Welcome to

The South Pacific WWII Museum

From the birthplace of Tales of the South Pacific and the service of three American Presidents – including a First Lady from another – and the heroic actions of young aviators, soldiers, and sailors that became legendary, emerges a forgotten wartime history that many have overlooked and others are unaware of.

Base Button, located on the peaceful island of Espiritu Santo in Vanuatu, transformed tranquil coconut plantations into the largest military base in the South Pacific during World War II. This base hosted over 500,000 service men and women throughout the war.

Now, we are sharing this history with the descendants of those who supported the Allied war effort in the Pacific. Our plan is to expand into a new world-class museum building, preserving and passing on the remarkable history of the region formerly known as New Hebrides to future generations of Ni-Vanuatu and visitors from around the world.

Honouring the many

Latest news from the Museum project.

Museum secures expansion grant

The South Pacific World War II Museum is thrilled to announce the generous grant of 800,000 Vanuatu Vatu (VT) from the New Zealand High Commission in Port Vila. Read all about our plans here.

News in brief

December 5 – Lots of news and some big announcements this month! The New Zealand High Commission has granted the Museum 800,000 Vatu to support our renovations taking place this month. That’s the story kicking off or newsletter this month. And while we’re on the subject of donations, Swire Shipping has donated a shipping container to the museum for storage of artefacts.

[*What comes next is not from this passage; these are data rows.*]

impl Datapack for LtdCodec {
    fn head_len(&self) -> usize {
        self.head_len
    }

    fn pack_into(
        &self,
        message: &Message,
        crypto: Option<&mut dyn Crypto>,
        hmac_key: Option<&[u8]>,
        dst: &mut BytesMut,
    ) -> AppResult<()> {
        let mut flag = message.flag;

        let mut body = Vec::with_capacity(BODY_HEAD_LEN + message.payload.len());
        body.extend_from_slice(&message.code.to_be_bytes());
        body.push(message.module);
        body.push(message.action);
        body.extend_from_slice(&message.payload);

        if self.whether_compress {
            if let Some(compressor) = &self.compressor {
                if body.len() >= self.compress_threshold {
                    body = compressor.compress(&body)?;
                    flag |= FLAG_COMPRESS;
                }
            }
        }

        if self.whether_crypto && flag & FLAG_ZERO == 0 {
            let crypto = crypto.ok_or_else(|| {
                AppError::EncryptPayload("no session key installed".to_string())
            })?;
            body = crypto.encrypt(&body)?;
            flag |= FLAG_ENCRYPT;
        }

        if self.whether_checksum {
            flag |= FLAG_CHECKSUM;
        }

        if body.len() > u16::MAX as usize {
            return Err(AppError::FrameTooLarge(body.len()));
        }

        let frame_start = dst.len();
        dst.reserve(self.body_offset() + body.len());
        dst.put_u16(body.len() as u16);
        dst.put_u16(flag);
        dst.put_u16(message.sn);
        if self.whether_checksum {
            dst.put_bytes(0, CHECKSUM_LEN);
        }
        dst.put_slice(&body);

        if self.whether_checksum && flag & FLAG_ZERO == 0 {
            let tag = hmac_md5(hmac_key.unwrap_or(&[]), &dst[frame_start..]);
            let slot = frame_start + CHECKSUM_OFFSET;
            dst[slot..slot + CHECKSUM_LEN].copy_from_slice(&tag);
        }

        Ok(())
    }

    fn unpack(
        &self,
        ring: &mut RingBuffer,
        mut crypto: Option<&mut dyn Crypto>,
        hmac_key: Option<&[u8]>,
    ) -> AppResult<Vec<Message>> {
        let mut messages = Vec::new();

        loop {
            if ring.len() < self.head_len {
                break;
            }

            let body_len = {
                let prefix = ring.peek(2)?;
                u16::from_be_bytes([prefix[0], prefix[1]]) as usize
            };
            if body_len < BODY_HEAD_LEN {
                return Err(AppError::MalformedFrame("body length below body header"));
            }

            let frame_len = self.body_offset() + body_len;
            if ring.len() < frame_len {
                break;
            }

            let mut frame = ring.read(frame_len)?;
            let flag = u16::from_be_bytes([frame[2], frame[3]]);
            let sn = u16::from_be_bytes([frame[4], frame[5]]);

            let mut checksum = None;
            if self.whether_checksum {
                if flag & FLAG_CHECKSUM == 0 {
                    return Err(AppError::NoChecksumFlag);
                }
                if flag & FLAG_ZERO == 0 {
                    let mut tag = [0u8; CHECKSUM_LEN];
                    tag.copy_from_slice(&frame[CHECKSUM_OFFSET..CHECKSUM_OFFSET + CHECKSUM_LEN]);
                    frame[CHECKSUM_OFFSET..CHECKSUM_OFFSET + CHECKSUM_LEN].fill(0);
                    let calc = hmac_md5(hmac_key.unwrap_or(&[]), &frame);
                    if calc != tag {
                        return Err(AppError::VerifyChecksum);
                    }
                    checksum = Some(tag);
                }
            }

            let mut body = frame.split_off(self.body_offset());

            if flag & FLAG_ENCRYPT != 0 && flag & FLAG_ZERO == 0 {
                body = match crypto.as_mut() {
                    Some(crypto) => crypto.decrypt(&body)?,
                    None => {
                        return Err(AppError::DecryptPayload(
                            "no session key installed".to_string(),
                        ))
                    }
                };
            }

            if flag & FLAG_COMPRESS != 0 {
                let compressor = self.compressor.as_ref().ok_or_else(|| {
                    AppError::DecompressPayload("no decompressor configured".to_string())
                })?;
                body = compressor.decompress(&body)?;
            }

            if body.len() < BODY_HEAD_LEN {
                return Err(AppError::MalformedFrame("decoded body below body header"));
            }

            let code = u16::from_be_bytes([body[0], body[1]]);
            let module = body[2];
            let action = body[3];
            let payload = Bytes::from(body.split_off(BODY_HEAD_LEN));

            let mut message = Message::new(flag, sn, code, module, action, payload);
            message.checksum = checksum;
            messages.push(message);
        }

        Ok(messages)
    }
}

We’re also looking into the little known ‘crash boats’ that rescued many flight crews from the water. Plus, the airfield that came close to being built and more in this month’s newsletter. Read or download the complete issue here.

November 6 – A quieter month at the museum in October. That said, Miranda has been very busy with Lyn cataloguing items into our new databases – one for our library and another for the rest of the collection. A huge job transferring from the old database, but a necessary one. This month’s newsletter features stories from Santo and the wider Pacific including those concerning the USS O’Brien and Santo’s ‘other’ shipwreck, the Tucker. Plus the amazing story of a Seabee bulldozer being used to destroy an enemy pillbox. Read or download the complete issue here.

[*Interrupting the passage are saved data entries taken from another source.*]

use crate::network::codec::Datapack;
use crate::network::message::{
    Message, SessionId, ZERO_ACTION_EXCHANGE_KEY_REQUEST, ZERO_ACTION_EXCHANGE_KEY_RESPONSE,
    ZERO_ACTION_HEARTBEAT,
};
use crate::network::options::{Config, SendCallback};
use crate::network::ring_buffer::RingBuffer;
use crate::network::router::Router;
use crate::network::session_manager::SessionManager;
use crate::network::transport::{TransportReader, TransportWriter};
use crate::security::{
    exchange_key_parse_response, exchange_key_request, exchange_key_response, Crypto,
    HandshakeState, Rc4Crypto,
};
use crate::utils::BufferPool;
use crate::{AppError, AppResult};

/// Bound on enqueueing into a full send queue.
const SEND_ENQUEUE_TIMEOUT: Duration = Duration::from_secs(3);

/// Session lifecycle.
///
/// `Handshaking` is entered instead of `Ready` when encryption is required;
/// installing the negotiated key moves the session to `Ready`. Close drives
/// any state through `Draining` to `Closed`.
#[derive(Debug, Clone, Copy, PartialEq, Eq)]
#[repr(u8)]
pub enum SessionState {
    New = 0,
    Handshaking = 1,
    Ready = 2,
    Draining = 3,
    Closed = 4,
}

impl SessionState {
    fn from_u8(value: u8) -> Self {
        match value {
            0 => SessionState::New,
            1 => SessionState::Handshaking,
            2 => SessionState::Ready,
            3 => SessionState::Draining,
            _ => SessionState::Closed,
        }
    }
}

struct SendElement {
    message: Message,
    callback: Option<SendCallback>,
}

/// One connection: owns the transport through its three tasks, the bounded
/// receive/send queues, and the per-session crypto state.
///
/// The receive task reads transport bytes into the ring, drains complete
/// frames through the codec and feeds the receive queue. The dispatch task
/// routes data frames through the router and control frames through the
/// in-session handshake handler. The send task packs queued messages and
/// writes them out. Inbound dispatch order and outbound write order both
/// follow queue order.
pub struct Session {
    id: SessionId,
    remote_addr: SocketAddr,
    /// Handle back to the owning `Arc`, for callbacks and task spawning.
    self_ref: Weak<Session>,
    config: Arc<Config>,
    datapack: Arc<dyn Datapack>,
    router: Arc<Router>,
    manager: Weak<SessionManager>,

    send_tx: async_channel::Sender<SendElement>,
    send_rx: async_channel::Receiver<SendElement>,
    recv_tx: async_channel::Sender<Message>,
    recv_rx: async_channel::Receiver<Message>,
    close_tx: broadcast::Sender<()>,

    state: AtomicU8,
    stop_recv: AtomicBool,
    stop_send: AtomicBool,
    closed: AtomicBool,

    /// Installed once by the dispatch task when the key exchange completes;
    /// read by pack and unpack from then on.
    crypto: Mutex<Option<Box<dyn Crypto>>>,
    hmac_key: Mutex<Option<Vec<u8>>>,
    /// Initiator-side handshake state, taken when the response arrives.
    handshake: Mutex<Option<HandshakeState>>,

    outstanding_writes: AtomicUsize,
    /// Set when the send task exits; close stops waiting for the queue to
    /// drain once nobody is left to drain it.
    send_task_exited: AtomicBool,
    write_done: Notify,
    tasks: Mutex<Vec<JoinHandle<()>>>,
}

September 30 – Another big issue of the newsletter this month, with lots of news from Luganville. We lead with our latest donation to the museum, a pair of rear seat Browning machine guns from a Dauntless aircraft – a fabulous piece to have on show. The structural plans for the Stage 1 of the new museum are complete, which is fabulous news for all of us. We’re also following up on our story regarding Japanese ‘holdouts’ from someone who was there during a search. We have a story on the Coconut War, chemical weapons dumped in Ironbottom Sound and much more. Read or download the complete issue here.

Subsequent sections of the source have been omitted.